── LISTED ENTRIES
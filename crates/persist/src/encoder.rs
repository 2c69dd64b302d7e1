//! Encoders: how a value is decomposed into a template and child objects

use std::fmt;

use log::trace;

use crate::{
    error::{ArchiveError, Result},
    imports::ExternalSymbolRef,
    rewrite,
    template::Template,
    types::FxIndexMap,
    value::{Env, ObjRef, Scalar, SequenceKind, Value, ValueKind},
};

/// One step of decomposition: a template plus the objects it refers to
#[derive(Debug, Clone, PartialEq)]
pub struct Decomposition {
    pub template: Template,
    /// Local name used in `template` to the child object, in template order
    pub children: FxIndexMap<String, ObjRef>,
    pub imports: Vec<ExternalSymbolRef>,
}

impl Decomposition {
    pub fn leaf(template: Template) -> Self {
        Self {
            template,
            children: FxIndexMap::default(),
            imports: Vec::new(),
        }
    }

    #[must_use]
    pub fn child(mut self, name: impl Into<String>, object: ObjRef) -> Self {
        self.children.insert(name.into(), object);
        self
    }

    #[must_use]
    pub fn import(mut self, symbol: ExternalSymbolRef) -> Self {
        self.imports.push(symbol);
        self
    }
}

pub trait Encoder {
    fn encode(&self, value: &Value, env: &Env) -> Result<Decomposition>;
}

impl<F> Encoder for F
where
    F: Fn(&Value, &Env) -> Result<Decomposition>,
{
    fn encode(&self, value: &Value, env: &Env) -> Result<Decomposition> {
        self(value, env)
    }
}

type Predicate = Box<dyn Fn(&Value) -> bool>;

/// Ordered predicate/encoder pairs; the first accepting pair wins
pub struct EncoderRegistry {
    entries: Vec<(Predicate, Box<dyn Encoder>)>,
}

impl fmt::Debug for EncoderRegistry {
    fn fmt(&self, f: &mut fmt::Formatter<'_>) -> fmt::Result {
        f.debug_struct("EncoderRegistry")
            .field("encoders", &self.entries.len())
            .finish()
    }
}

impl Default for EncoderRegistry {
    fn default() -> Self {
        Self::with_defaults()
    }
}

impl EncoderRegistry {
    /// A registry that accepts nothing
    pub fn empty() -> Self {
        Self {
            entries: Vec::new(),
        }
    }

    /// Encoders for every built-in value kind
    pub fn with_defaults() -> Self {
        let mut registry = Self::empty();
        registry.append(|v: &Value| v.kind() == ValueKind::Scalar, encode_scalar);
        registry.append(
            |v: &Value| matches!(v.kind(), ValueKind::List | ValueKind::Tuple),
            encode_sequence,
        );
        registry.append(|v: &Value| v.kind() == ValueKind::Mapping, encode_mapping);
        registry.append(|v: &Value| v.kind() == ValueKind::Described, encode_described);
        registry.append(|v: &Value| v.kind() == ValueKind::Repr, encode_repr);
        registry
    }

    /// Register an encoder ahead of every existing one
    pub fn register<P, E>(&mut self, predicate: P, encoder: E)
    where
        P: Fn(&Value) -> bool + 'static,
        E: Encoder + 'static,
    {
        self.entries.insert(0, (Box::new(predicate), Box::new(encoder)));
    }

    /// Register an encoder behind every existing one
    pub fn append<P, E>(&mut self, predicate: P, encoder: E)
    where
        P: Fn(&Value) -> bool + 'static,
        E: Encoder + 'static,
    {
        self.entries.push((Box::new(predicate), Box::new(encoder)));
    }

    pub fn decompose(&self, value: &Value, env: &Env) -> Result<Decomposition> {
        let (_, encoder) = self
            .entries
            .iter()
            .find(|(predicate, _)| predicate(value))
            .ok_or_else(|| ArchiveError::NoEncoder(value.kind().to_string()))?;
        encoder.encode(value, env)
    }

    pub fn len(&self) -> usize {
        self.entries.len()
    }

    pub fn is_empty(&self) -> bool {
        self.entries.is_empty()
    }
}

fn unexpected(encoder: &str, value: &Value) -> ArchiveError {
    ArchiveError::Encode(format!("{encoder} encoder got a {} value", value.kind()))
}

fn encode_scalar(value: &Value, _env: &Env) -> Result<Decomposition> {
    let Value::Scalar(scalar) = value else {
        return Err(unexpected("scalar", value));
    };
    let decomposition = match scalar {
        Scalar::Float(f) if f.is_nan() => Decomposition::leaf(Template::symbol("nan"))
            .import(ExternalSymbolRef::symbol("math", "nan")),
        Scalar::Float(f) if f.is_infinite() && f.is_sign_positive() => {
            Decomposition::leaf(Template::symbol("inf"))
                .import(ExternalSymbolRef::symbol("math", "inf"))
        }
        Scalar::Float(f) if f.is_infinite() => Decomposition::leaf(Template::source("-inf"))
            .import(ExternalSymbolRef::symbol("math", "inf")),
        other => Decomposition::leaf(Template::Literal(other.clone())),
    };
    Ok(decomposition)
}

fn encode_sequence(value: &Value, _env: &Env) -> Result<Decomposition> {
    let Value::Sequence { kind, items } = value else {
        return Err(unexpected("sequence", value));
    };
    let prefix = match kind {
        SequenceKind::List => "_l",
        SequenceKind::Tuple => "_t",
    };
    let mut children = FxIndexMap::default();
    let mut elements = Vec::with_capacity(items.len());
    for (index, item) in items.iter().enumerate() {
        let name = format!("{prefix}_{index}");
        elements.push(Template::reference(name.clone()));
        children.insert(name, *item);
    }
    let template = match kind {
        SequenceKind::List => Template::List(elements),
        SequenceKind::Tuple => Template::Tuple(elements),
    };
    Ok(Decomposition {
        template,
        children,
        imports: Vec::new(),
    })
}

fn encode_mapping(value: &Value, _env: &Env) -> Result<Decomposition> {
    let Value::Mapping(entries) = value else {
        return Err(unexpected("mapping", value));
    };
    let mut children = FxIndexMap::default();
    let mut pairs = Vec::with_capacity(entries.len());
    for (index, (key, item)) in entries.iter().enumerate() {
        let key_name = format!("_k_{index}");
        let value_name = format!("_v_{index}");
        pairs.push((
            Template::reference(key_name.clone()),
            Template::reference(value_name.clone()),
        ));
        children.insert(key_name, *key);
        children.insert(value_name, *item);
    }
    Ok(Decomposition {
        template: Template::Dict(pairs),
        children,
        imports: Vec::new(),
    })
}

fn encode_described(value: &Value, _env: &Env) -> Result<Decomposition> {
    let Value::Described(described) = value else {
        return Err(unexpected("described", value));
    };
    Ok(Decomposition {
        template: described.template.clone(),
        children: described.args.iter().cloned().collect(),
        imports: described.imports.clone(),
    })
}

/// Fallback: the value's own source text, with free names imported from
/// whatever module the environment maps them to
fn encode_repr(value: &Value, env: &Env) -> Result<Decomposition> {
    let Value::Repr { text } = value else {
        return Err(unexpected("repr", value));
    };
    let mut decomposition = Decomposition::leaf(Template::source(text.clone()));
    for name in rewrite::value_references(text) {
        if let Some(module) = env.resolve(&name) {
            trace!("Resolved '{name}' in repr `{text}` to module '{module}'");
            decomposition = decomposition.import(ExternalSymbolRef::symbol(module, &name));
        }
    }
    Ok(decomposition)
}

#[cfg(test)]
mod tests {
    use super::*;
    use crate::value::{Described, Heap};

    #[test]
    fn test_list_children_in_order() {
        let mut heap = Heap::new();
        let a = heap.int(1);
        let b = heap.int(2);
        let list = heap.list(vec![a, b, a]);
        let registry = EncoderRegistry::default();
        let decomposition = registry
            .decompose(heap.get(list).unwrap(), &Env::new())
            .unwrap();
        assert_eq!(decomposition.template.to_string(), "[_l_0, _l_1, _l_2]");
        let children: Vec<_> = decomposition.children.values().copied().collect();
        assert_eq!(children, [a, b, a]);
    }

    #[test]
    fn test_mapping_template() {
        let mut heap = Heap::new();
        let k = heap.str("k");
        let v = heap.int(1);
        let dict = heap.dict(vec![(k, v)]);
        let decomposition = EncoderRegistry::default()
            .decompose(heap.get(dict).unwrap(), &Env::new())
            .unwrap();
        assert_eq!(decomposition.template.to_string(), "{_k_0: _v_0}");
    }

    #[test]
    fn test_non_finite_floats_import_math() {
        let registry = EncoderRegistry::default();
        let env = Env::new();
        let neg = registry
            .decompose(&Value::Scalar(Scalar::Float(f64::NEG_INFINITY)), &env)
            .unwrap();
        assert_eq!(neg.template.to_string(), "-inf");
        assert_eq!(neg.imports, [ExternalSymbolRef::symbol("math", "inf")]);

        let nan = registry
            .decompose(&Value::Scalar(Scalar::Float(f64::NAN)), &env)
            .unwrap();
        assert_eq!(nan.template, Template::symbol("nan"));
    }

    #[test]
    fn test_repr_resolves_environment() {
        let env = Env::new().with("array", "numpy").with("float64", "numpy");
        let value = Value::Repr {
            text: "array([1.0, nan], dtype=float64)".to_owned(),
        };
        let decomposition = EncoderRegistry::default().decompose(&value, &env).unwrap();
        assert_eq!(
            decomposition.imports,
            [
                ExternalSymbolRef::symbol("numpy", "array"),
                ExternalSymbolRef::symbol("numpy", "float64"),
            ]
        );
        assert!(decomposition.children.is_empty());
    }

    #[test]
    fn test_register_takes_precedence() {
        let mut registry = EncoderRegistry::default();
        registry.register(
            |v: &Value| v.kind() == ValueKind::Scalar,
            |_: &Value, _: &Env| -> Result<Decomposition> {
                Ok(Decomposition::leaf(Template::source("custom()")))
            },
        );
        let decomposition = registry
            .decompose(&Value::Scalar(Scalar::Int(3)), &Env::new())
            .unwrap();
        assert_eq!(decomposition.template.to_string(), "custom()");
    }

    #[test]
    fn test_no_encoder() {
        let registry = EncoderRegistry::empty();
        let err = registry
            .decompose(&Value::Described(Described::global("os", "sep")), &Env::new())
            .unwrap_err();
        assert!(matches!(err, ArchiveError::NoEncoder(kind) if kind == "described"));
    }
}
────
── LISTED ENTRIES
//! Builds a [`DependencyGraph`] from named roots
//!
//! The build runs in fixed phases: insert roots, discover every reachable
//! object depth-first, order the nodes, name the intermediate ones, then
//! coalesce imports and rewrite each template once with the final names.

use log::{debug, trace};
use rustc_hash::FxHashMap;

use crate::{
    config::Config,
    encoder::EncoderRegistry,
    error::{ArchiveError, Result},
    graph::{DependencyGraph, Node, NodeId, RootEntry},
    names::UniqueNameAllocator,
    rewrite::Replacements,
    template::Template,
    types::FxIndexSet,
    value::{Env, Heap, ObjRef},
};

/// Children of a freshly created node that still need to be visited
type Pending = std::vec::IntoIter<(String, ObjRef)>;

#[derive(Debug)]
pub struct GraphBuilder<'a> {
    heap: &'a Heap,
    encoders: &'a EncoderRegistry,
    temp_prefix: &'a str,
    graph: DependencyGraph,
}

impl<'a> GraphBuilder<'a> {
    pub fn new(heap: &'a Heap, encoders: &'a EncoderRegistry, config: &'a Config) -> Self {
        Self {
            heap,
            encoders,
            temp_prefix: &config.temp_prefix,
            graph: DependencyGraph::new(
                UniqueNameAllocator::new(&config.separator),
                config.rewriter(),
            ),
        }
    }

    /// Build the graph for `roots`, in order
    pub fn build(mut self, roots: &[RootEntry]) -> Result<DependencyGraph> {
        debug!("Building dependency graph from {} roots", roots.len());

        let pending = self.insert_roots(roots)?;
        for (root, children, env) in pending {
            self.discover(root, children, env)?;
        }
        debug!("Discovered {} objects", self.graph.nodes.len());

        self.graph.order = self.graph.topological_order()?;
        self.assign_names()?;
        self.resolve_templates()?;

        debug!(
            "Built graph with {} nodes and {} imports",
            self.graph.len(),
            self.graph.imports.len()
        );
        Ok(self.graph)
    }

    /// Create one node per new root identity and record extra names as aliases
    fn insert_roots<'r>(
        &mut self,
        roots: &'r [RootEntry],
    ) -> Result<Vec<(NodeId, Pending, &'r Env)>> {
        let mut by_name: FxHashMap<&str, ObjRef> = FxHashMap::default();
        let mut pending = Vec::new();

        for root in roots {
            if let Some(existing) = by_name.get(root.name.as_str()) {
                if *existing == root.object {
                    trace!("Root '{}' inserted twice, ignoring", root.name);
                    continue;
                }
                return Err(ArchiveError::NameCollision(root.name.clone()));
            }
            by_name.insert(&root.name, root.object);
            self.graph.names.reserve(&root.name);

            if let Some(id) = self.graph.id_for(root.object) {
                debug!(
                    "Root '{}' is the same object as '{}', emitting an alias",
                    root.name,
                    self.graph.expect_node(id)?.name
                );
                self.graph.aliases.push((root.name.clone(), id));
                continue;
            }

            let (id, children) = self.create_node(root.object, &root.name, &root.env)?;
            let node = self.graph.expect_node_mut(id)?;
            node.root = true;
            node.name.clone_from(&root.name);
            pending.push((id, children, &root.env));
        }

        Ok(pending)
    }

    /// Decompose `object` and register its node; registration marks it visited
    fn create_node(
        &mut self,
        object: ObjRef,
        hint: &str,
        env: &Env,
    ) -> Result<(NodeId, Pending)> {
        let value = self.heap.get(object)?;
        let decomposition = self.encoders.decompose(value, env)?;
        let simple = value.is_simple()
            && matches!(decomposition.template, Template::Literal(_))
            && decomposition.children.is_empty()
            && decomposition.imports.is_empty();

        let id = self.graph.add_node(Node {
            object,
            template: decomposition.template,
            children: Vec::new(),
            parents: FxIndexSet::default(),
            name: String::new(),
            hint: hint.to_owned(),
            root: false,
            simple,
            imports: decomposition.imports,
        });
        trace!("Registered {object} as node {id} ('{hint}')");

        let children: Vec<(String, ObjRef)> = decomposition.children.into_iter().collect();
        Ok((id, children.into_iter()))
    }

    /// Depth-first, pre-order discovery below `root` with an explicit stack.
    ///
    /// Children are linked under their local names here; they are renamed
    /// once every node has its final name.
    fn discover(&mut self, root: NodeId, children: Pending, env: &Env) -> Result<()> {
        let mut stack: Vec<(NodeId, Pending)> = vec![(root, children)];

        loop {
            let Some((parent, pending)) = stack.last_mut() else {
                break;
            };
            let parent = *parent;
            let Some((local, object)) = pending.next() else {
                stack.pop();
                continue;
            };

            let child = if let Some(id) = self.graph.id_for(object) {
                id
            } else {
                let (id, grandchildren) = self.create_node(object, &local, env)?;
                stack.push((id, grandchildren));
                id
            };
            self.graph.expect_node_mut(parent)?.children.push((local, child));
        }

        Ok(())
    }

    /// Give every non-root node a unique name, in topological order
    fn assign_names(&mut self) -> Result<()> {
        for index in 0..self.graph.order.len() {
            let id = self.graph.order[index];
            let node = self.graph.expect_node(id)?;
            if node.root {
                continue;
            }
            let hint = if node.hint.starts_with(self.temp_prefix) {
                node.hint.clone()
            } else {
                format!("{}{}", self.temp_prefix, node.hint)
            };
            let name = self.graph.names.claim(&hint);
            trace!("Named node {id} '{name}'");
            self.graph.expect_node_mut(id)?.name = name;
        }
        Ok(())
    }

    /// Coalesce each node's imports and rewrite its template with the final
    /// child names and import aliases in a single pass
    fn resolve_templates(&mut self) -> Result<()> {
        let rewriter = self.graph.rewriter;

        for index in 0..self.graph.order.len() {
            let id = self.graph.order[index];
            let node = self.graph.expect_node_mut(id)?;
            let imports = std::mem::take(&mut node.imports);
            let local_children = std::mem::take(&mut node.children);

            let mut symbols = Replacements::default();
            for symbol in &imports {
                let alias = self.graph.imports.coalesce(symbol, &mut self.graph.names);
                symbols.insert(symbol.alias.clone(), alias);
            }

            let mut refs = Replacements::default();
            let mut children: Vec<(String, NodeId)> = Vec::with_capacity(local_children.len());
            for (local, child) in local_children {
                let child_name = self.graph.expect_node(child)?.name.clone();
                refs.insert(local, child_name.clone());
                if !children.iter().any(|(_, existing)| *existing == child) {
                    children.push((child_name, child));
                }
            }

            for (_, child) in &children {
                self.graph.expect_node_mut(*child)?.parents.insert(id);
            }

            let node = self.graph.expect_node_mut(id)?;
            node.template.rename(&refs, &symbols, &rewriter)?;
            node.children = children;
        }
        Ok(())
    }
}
────
• ABOUT THIS EXERCISE
When the word "return" appears in a line of the listing, pull that line out.

• REPLY TO THE EXERCISE
        return Err(unexpected("scalar", value));
        return Err(unexpected("sequence", value));
        return Err(unexpected("mapping", value));
        return Err(unexpected("described", value));
        return Err(unexpected("repr", value));
                return Err(ArchiveError::NameCollision(root.name.clone()));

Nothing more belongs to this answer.